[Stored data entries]

//! The commitment catalog.
//!
//! The catalog is the read-only source of [`Commitment`] definitions. The
//! on-disk document looks like:
//!
//! ```json
//! {
//!   "commitments": [
//!     {
//!       "id": 1,
//!       "name": "S3 commitment",
//!       "company": "cyberdyne",
//!       "service": "s3",
//!       "checkins": [
//!         {"start": "2024-01-01 00:00:00", "end": "2024-02-01 00:00:00", "amount": 1000}
//!       ]
//!     }
//!   ]
//! }
//! ```
//!
//! Every entry is validated once, when the catalog is built, so the rest of
//! the engine works with typed values only. A malformed entry does not fail
//! the load: it is kept as a [`RejectedCommitment`] and reported as a data
//! error only to callers that ask for it (by id or by company).

use std::{collections::BTreeSet, path::Path};

use serde::Deserialize;

use crate::{
    CheckIn, Commitment, CommitmentId, EngineError, Money, ResultEngine,
    util::{parse_timestamp, required_text},
};

/// A catalog entry that failed validation at load time.
#[derive(Clone, Debug, PartialEq, Eq)]
pub struct RejectedCommitment {
    /// `None` when the entry has no integer `id`.
    pub id: Option<CommitmentId>,
    /// `None` when the entry has no usable `company`.
    pub company: Option<String>,
    pub reason: String,
}

impl RejectedCommitment {
    pub fn error(&self) -> EngineError {
        EngineError::InvalidData(self.reason.clone())
    }
}

/// Read access to commitment definitions.
///
/// Implementations must preserve declaration order.
pub trait CommitmentCatalog: Send + Sync {
    /// Every valid commitment, in declaration order.
    fn all_commitments(&self) -> Vec<Commitment>;

    /// Entries that could not be turned into a [`Commitment`].
    fn rejected(&self) -> &[RejectedCommitment] {
        &[]
    }

    /// Commitments owned by `company`, in declaration order.
    ///
    /// An unknown company yields an empty list. A company owning a rejected
    /// entry yields that entry's data error.
    fn commitments_for_company(&self, company: &str) -> ResultEngine<Vec<Commitment>> {
        if let Some(rejected) = self
            .rejected()
            .iter()
            .find(|rejected| rejected.company.as_deref() == Some(company))
        {
            return Err(rejected.error());
        }
        Ok(self
            .all_commitments()
            .into_iter()
            .filter(|commitment| commitment.company == company)
            .collect())
    }

    /// A single commitment of `company`.
    fn commitment(&self, company: &str, id: CommitmentId) -> ResultEngine<Commitment> {
        if let Some(rejected) = self.rejected().iter().find(|rejected| {
            rejected.id == Some(id) && rejected.company.as_deref().is_none_or(|c| c == company)
        }) {
            return Err(rejected.error());
        }
        self.all_commitments()
            .into_iter()
            .find(|commitment| commitment.company == company && commitment.id == id)
            .ok_or_else(|| {
                EngineError::KeyNotFound(format!(
                    "Commitment '{id}' not found for company '{company}'"
                ))
            })
    }

    /// Distinct companies, sorted. Includes owners of rejected entries.
    fn companies(&self) -> BTreeSet<String> {
        let mut companies: BTreeSet<String> = self
            .all_commitments()
            .into_iter()
            .map(|commitment| commitment.company)
            .collect();
        companies.extend(
            self.rejected()
                .iter()
                .filter_map(|rejected| rejected.company.clone()),
        );
        companies
    }
}

/// Raw catalog document.
#[derive(Debug, Deserialize)]
struct CatalogDocument {
    #[serde(default)]
    commitments: Vec<serde_json::Value>,
}

#[derive(Debug, Deserialize)]
struct CommitmentRecord {
    id: CommitmentId,
    name: String,
    company: String,
    service: String,
    #[serde(default)]
    checkins: Vec<CheckInRecord>,
}

#[derive(Debug, Deserialize)]
struct CheckInRecord {
    start: String,
    end: String,
    amount: AmountRecord,
}

/// Amounts may be written as JSON numbers or as decimal strings.
#[derive(Debug, Deserialize)]
#[serde(untagged)]
enum AmountRecord {
    Number(serde_json::Number),
    Text(String),
}

impl TryFrom<AmountRecord> for Money {
    type Error = EngineError;

    fn try_from(value: AmountRecord) -> Result<Self, Self::Error> {
        match value {
            AmountRecord::Number(number) => number.to_string().parse(),
            AmountRecord::Text(text) => text.parse(),
        }
    }
}

impl TryFrom<CheckInRecord> for CheckIn {
    type Error = EngineError;

    fn try_from(record: CheckInRecord) -> Result<Self, Self::Error> {
        let amount = Money::try_from(record.amount).map_err(|err| match err {
            EngineError::InvalidAmount(msg) => EngineError::InvalidData(msg),
            other => other,
        })?;
        Ok(CheckIn {
            start: parse_timestamp(&record.start, "start")?,
            end: parse_timestamp(&record.end, "end")?,
            amount,
        })
    }
}

impl TryFrom<CommitmentRecord> for Commitment {
    type Error = EngineError;

    fn try_from(record: CommitmentRecord) -> Result<Self, Self::Error> {
        let id = record.id;
        let checkins = record
            .checkins
            .into_iter()
            .map(CheckIn::try_from)
            .collect::<ResultEngine<Vec<_>>>()
            .map_err(|err| match err {
                EngineError::InvalidData(msg) => {
                    EngineError::InvalidData(format!("commitment {id}: {msg}"))
                }
                other => other,
            })?;

        let commitment = Commitment {
            id,
            name: required_text(&record.name, "name")?,
            company: required_text(&record.company, "company")?,
            service: required_text(&record.service, "service")?,
            checkins,
        };
        Ok(commitment)
    }
}

/// Catalog held in memory, parsed once from a JSON document.
#[derive(Clone, Debug, Default)]
pub struct StaticCatalog {
    commitments: Vec<Commitment>,
    rejected: Vec<RejectedCommitment>,
}

impl StaticCatalog {
    /// Parses a catalog document.
    ///
    /// Only a document that is not a catalog at all fails; malformed entries
    /// are rejected one by one.
    pub fn from_json_str(json: &str) -> ResultEngine<Self> {
        let document: CatalogDocument = serde_json::from_str(json)
            .map_err(|err| EngineError::InvalidData(format!("invalid catalog: {err}")))?;

        let mut catalog = Self::default();
        for (index, value) in document.commitments.into_iter().enumerate() {
            let id = value.get("id").and_then(serde_json::Value::as_i64);
            let company = value
                .get("company")
                .and_then(serde_json::Value::as_str)
                .map(str::trim)
                .filter(|company| !company.is_empty())
                .map(str::to_string);

            let parsed = serde_json::from_value::<CommitmentRecord>(value)
                .map_err(|err| EngineError::InvalidData(format!("commitment #{index}: {err}")))
                .and_then(Commitment::try_from);
            match parsed {
                Ok(commitment) => catalog.push(commitment),
                Err(err) => catalog.reject(id, company, err),
            }
        }

        Ok(catalog)
    }

    /// Reads and parses a catalog file.
    pub fn from_path(path: impl AsRef<Path>) -> ResultEngine<Self> {
        let path = path.as_ref();
        let json = std::fs::read_to_string(path).map_err(|err| {
            EngineError::Configuration(format!(
                "cannot read catalog {}: {err}",
                path.display()
            ))
        })?;
        let catalog = Self::from_json_str(&json)?;
        tracing::info!(
            "loaded {} commitment(s) from {} ({} rejected)",
            catalog.len(),
            path.display(),
            catalog.rejected.len()
        );
        Ok(catalog)
    }

    /// Number of valid commitments.
    pub fn len(&self) -> usize {
        self.commitments.len()
    }

    /// Keeps `commitment` unless it is invalid or repeats an id.
    fn push(&mut self, commitment: Commitment) {
        let checked = if self.commitments.iter().any(|c| c.id == commitment.id) {
            Err(EngineError::InvalidData(format!(
                "duplicate commitment id {}",
                commitment.id
            )))
        } else {
            commitment.validate()
        };

        match checked {
            Ok(()) => self.commitments.push(commitment),
            Err(err) => self.reject(Some(commitment.id), Some(commitment.company), err),
        }
    }

    fn reject(&mut self, id: Option<CommitmentId>, company: Option<String>, err: EngineError) {
        tracing::warn!("rejected catalog entry: {err}");
        let reason = match err {
            EngineError::InvalidData(msg) | EngineError::InvalidAmount(msg) => msg,
            other => other.to_string(),
        };
        self.rejected.push(RejectedCommitment {
            id,
            company,
            reason,
        });
    }
}

impl CommitmentCatalog for StaticCatalog {
    fn all_commitments(&self) -> Vec<Commitment> {
        self.commitments.clone()
    }

    fn rejected(&self) -> &[RejectedCommitment] {
        &self.rejected
    }
}
//! Billing events store.
//!
//! - `billing_events`: one row per billed charge, amounts in minor units
//!
//! The composite index matches the aggregator's lookup: equality on
//! company and service, then a range on `event_time`.

use sea_orm_migration::prelude::*;

#[derive(DeriveMigrationName)]
pub struct Migration;

#[derive(Iden)]
enum BillingEvents {
    Table,
    Id,
    Company,
    AwsService,
    EventTime,
    GrossCostMinor,
}

/// `CREATE TABLE billing_events`.
pub fn billing_events_table() -> TableCreateStatement {
    Table::create()
        .table(BillingEvents::Table)
        .if_not_exists()
        .col(
            ColumnDef::new(BillingEvents::Id)
                .string()
                .not_null()
                .primary_key(),
        )
        .col(ColumnDef::new(BillingEvents::Company).string().not_null())
        .col(ColumnDef::new(BillingEvents::AwsService).string().not_null())
        .col(
            ColumnDef::new(BillingEvents::EventTime)
                .timestamp_with_time_zone()
                .not_null(),
        )
        .col(
            ColumnDef::new(BillingEvents::GrossCostMinor)
                .big_integer()
                .not_null(),
        )
        .to_owned()
}

/// Lookup index for `(company, aws_service, event_time)`.
pub fn billing_events_lookup_index() -> IndexCreateStatement {
    Index::create()
        .name("idx-billing_events-company-service-time")
        .table(BillingEvents::Table)
        .col(BillingEvents::Company)
        .col(BillingEvents::AwsService)
        .col(BillingEvents::EventTime)
        .if_not_exists()
        .to_owned()
}

#[async_trait::async_trait]
impl MigrationTrait for Migration {
    async fn up(&self, manager: &SchemaManager) -> Result<(), DbErr> {
        manager.create_table(billing_events_table()).await?;
        manager
            .create_index(billing_events_lookup_index())
            .await?;
        Ok(())
    }

    async fn down(&self, manager: &SchemaManager) -> Result<(), DbErr> {
        manager
            .drop_table(Table::drop().table(BillingEvents::Table).to_owned())
            .await?;
        Ok(())
    }
}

** YOUR ASSIGNMENT **
Every line in the data above that contains "CatalogDocument" needs to be copied.

** WRITTEN REPLY **
struct CatalogDocument {
        let document: CatalogDocument = serde_json::from_str(json)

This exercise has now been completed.